Laurie Anderson and Todd Haynes are honored at Hammer Museum gala, where the talk turns political

Rufus Wainwright performs at the Hammer Museum's Gala in the Garden.
(Stefanie Keenan / Getty Images for the Hammer)

At the Hammer Museum’s annual Gala in the Garden fundraiser, Donald Trump and Hillary Clinton’s race for the White House dominated the cocktail chatter Saturday evening as A-list artists and museum officials mixed with a celebrity contingent that included recent Emmy winner Sarah Paulson, Emma Roberts and Will Ferrell.

The event, which netted more than $2 million for the Hammer, honored performance artist Laurie Anderson and filmmaker Todd Haynes. Both embodied a recurring sentiment during the evening: renewed conviction in the power of art to give voice to social and political issues of the day.

Talk of the recently released video of Trump making vulgar comments about women coursed through the largely liberal crowd. During a dinner of striped bass and kabocha squash, Norwegian novelist Karl Ove Knausgaard introduced Anderson and her performance on a midi violin and synthesizer. As she passionately sliced her violin bow across her body, over and over again, it cast elongated shadows across the stage’s backdrop of towering bamboo stalks bathed in green light.


After telling lively stories of running for student council president in junior high and exchanging letters with then-Sen. John F. Kennedy, Anderson turned more ominous. In a digitally modified voice that sounded like Darth Vader, Anderson referenced the presidential race as somber synthesizer music played in the background. “Of course, you ladies must not forget,” the deep, eerie voice threatened, “I can do whatever I want to you, whenever I want to do it. Why? Because I’m a star.”

The piece brought the audience to its feet.

“Her performance was topical, spot on and very, very brave,” artist Mark Bradford said. “There are times when politics and the art world can cross, and she did it seamlessly and elegantly and heroically.”

Artist Analia Saban was moved.

“It was so appropriate, the timing of it,” she said. “As a woman, without going into detail about anything or any candidate, the day before the debate, it was quite brilliant. And it reminds us of the power of art. It set the tone for the night and it made me believe in artists and what we do.”

Haynes, too, exemplified how art addresses social undertones of the day, though indirectly. Paulson, who appeared in Haynes’ 2015 film, “Carol,” introduced the filmmaker by talking about how Haynes purposefully “rumpled” her looks on set, raking his fingers through her hair and smearing her lipstick so that she would “look real.”

“As an actress, I felt an immediate sense of freedom,” Paulson said. “I didn’t have to think about my looks. And as a 41-year-old woman in an industry that often worships at the altar of youth and beauty, that was a real offering, a simple one but an utterly empowering offering.”

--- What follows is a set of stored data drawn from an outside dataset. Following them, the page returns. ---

//! Core domain types for chatvault
//!
//! These types are the strict internal records produced by the access
//! pipeline. Raw session JSON from the editor never leaves the parser
//! untyped; everything downstream works with [`ParsedSession`].
//!
//! ## Terminology
//!
//! | Term | Definition |
//! |------|------------|
//! | **Workspace** | A project root directory as the editor understands it |
//! | **Workspace id** | 32-hex-character digest of the canonical workspace path |
//! | **Storage root** | Directory holding one `<workspace id>/` folder per workspace |
//! | **Session** | One recorded conversation made of ordered user/assistant messages |

use chrono::{DateTime, Utc};
use serde::{Deserialize, Serialize};
use std::fmt;
use std::path::PathBuf;

// ============================================
// Platform
// ============================================

/// Operating systems the editor stores workspace state for.
#[derive(Debug, Clone, Copy, PartialEq, Eq, Hash, Serialize, Deserialize)]
pub enum Platform {
    #[serde(rename = "darwin")]
    MacOs,
    #[serde(rename = "win32")]
    Windows,
    #[serde(rename = "linux")]
    Linux,
}

impl Platform {
    /// Short tag used in diagnostics
    pub fn as_str(&self) -> &'static str {
        match self {
            Platform::MacOs => "darwin",
            Platform::Windows => "win32",
            Platform::Linux => "linux",
        }
    }

    /// Map a `std::env::consts::OS` value to a supported platform.
    pub fn from_os(os: &str) -> Option<Self> {
        match os {
            "macos" => Some(Platform::MacOs),
            "windows" => Some(Platform::Windows),
            "linux" => Some(Platform::Linux),
            _ => None,
        }
    }

    pub fn separator(&self) -> char {
        match self {
            Platform::Windows => '\\',
            Platform::MacOs | Platform::Linux => '/',
        }
    }
}

impl fmt::Display for Platform {
    fn fmt(&self, f: &mut fmt::Formatter<'_>) -> fmt::Result {
        write!(f, "{}", self.as_str())
    }
}

/// Where the editor keeps per-workspace state on this machine.
///
/// Computed once per [`PlatformResolver`](crate::platform::PlatformResolver)
/// and cached until `reset_cache()`.
#[derive(Debug, Clone, PartialEq, Eq, Serialize)]
pub struct PlatformConfig {
    /// Platform tag
    pub platform: Platform,
    /// Editor installation folder, e.g. `~/.config/Code`
    pub base_storage_dir: PathBuf,
    /// `<base>/User/workspaceStorage`
    pub workspace_storage_dir: PathBuf,
    /// Native path separator
    pub separator: char,
}

// ============================================
// Workspace
// ============================================

/// Result of resolving a workspace directory to its database file.
///
/// Resolution failures are carried in `is_valid`/`error` rather than returned
/// as errors so callers can display what was attempted.
#[derive(Debug, Clone, PartialEq, Eq, Serialize)]
pub struct WorkspaceInfo {
    /// Absolute workspace directory
    pub workspace_path: PathBuf,
    /// Lowercase hex digest of the canonical path (32 chars)
    pub workspace_id: String,
    /// `<storage root>/<workspace id>/state.vscdb`
    pub database_path: PathBuf,
    /// Whether the database file exists and carries the SQLite signature
    pub is_valid: bool,
    /// Why the database is not usable
    #[serde(skip_serializing_if = "Option::is_none")]
    pub error: Option<String>,
}

// ============================================
// Sessions
// ============================================

/// Author of a message. Only these two roles are accepted from storage.
#[derive(Debug, Clone, Copy, PartialEq, Eq, Hash, Serialize, Deserialize)]
#[serde(rename_all = "lowercase")]
pub enum Role {
    User,
    Assistant,
}

impl Role {
    pub fn as_str(&self) -> &'static str {
        match self {
            Role::User => "user",
            Role::Assistant => "assistant",
        }
    }
}

impl std::str::FromStr for Role {
    type Err = String;

    fn from_str(s: &str) -> Result<Self, Self::Err> {
        match s {
            "user" => Ok(Role::User),
            "assistant" => Ok(Role::Assistant),
            _ => Err(format!("unsupported role: {}", s)),
        }
    }
}

/// A validated message.
#[derive(Debug, Clone, PartialEq, Eq, Serialize)]
pub struct ParsedMessage {
    pub role: Role,
    pub content: String,
    /// Epoch milliseconds, absent when missing or unparseable
    #[serde(skip_serializing_if = "Option::is_none")]
    pub timestamp: Option<i64>,
}

/// A validated session.
#[derive(Debug, Clone, PartialEq, Eq, Serialize)]
#[serde(rename_all = "camelCase")]
pub struct ParsedSession {
    /// Never empty. Synthesized ids have the form `session-<epoch ms>-<index>`.
    pub id: String,
    pub messages: Vec<ParsedMessage>,
    #[serde(skip_serializing_if = "Option::is_none")]
    pub custom_title: Option<String>,
    #[serde(skip_serializing_if = "Option::is_none")]
    pub created_at: Option<DateTime<Utc>>,
    #[serde(skip_serializing_if = "Option::is_none")]
    pub last_modified: Option<DateTime<Utc>>,
}

impl ParsedSession {
    /// Aggregate counts, recomputed from `messages` on every call.
    pub fn metadata(&self) -> SessionMetadata {
        SessionMetadata::from_messages(&self.messages)
    }

    /// Best recency marker: last modification, else creation.
    pub fn last_activity(&self) -> Option<DateTime<Utc>> {
        self.last_modified.or(self.created_at)
    }
}

/// Derived statistics for a session.
#[derive(Debug, Clone, Default, PartialEq, Eq, Serialize)]
#[serde(rename_all = "camelCase")]
pub struct SessionMetadata {
    pub message_count: usize,
    pub total_characters: usize,
    pub user_message_count: usize,
    pub assistant_message_count: usize,
    #[serde(skip_serializing_if = "Option::is_none")]
    pub first_message_at: Option<i64>,
    #[serde(skip_serializing_if = "Option::is_none")]
    pub last_message_at: Option<i64>,
}

impl SessionMetadata {
    pub fn from_messages(messages: &[ParsedMessage]) -> Self {
        let mut meta = SessionMetadata {
            message_count: messages.len(),
            ..Default::default()
        };

        for message in messages {
            meta.total_characters += message.content.chars().count();
            match message.role {
                Role::User => meta.user_message_count += 1,
                Role::Assistant => meta.assistant_message_count += 1,
            }
            if let Some(ts) = message.timestamp {
                meta.first_message_at = Some(meta.first_message_at.map_or(ts, |t| t.min(ts)));
                meta.last_message_at = Some(meta.last_message_at.map_or(ts, |t| t.max(ts)));
            }
        }

        meta
    }
}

Haynes’ comments were more personal. A third-generation Angeleno, he talked about the film he just finished shooting, “Wonderstruck,” which he said was a tribute to the impact of cultural institutions on children’s creative lives. “Thinking about what has made me who I am, it’s impossible not to consider the cultural life of this city, which is a rich and fascinating one and the impact it made on me growing up.”


Hammer Director Ann Philbin explained, with an impish smile, why the museum chose Anderson and Haynes as its honorees: “Because they’re totally awesome.”

Ferrell jokingly recalled watching Anderson perform on “Saturday Night Live” and thinking, “That’s really, um, strange. Yeah, she’s gonna go somewhere!”

“Seriously, we’re big supporters of art in L.A., which is on an unprecedented roll,” added Ferrell, who is married to Hammer board member Viveca Paulin-Ferrell.

Board chairwoman Marcy Carsey said Anderson and Haynes were natural choices for the Hammer.

“They’re both so unique, their artistic sensibility is so specific, the kind of thing this museum admires,” she said. “It’s a little bit off the mainstream, it incorporates inclusiveness, progressiveness, the values that this museum is about.”

At the end of the evening, Rufus Wainwright performed three songs. Sitting at a grand piano, he said that at live events he typically likes to perform the song “Hallelujah.” But not tonight.


“I decided the next time I’ll play “Hallelujah” will be after Trump loses the election,” he said.

That ignited vigorous applause.

Instead, Wainwright performed his “Going to a Town,” with the recurring lyric, “I’m so tired of America.”

“They’re conveying what everyone’s feeling,” Hammer board member Mihail S. Lari said of Wainwright, Anderson and Haynes. “That’s the power of art. It brings people together and it gets to the soul of what’s important.”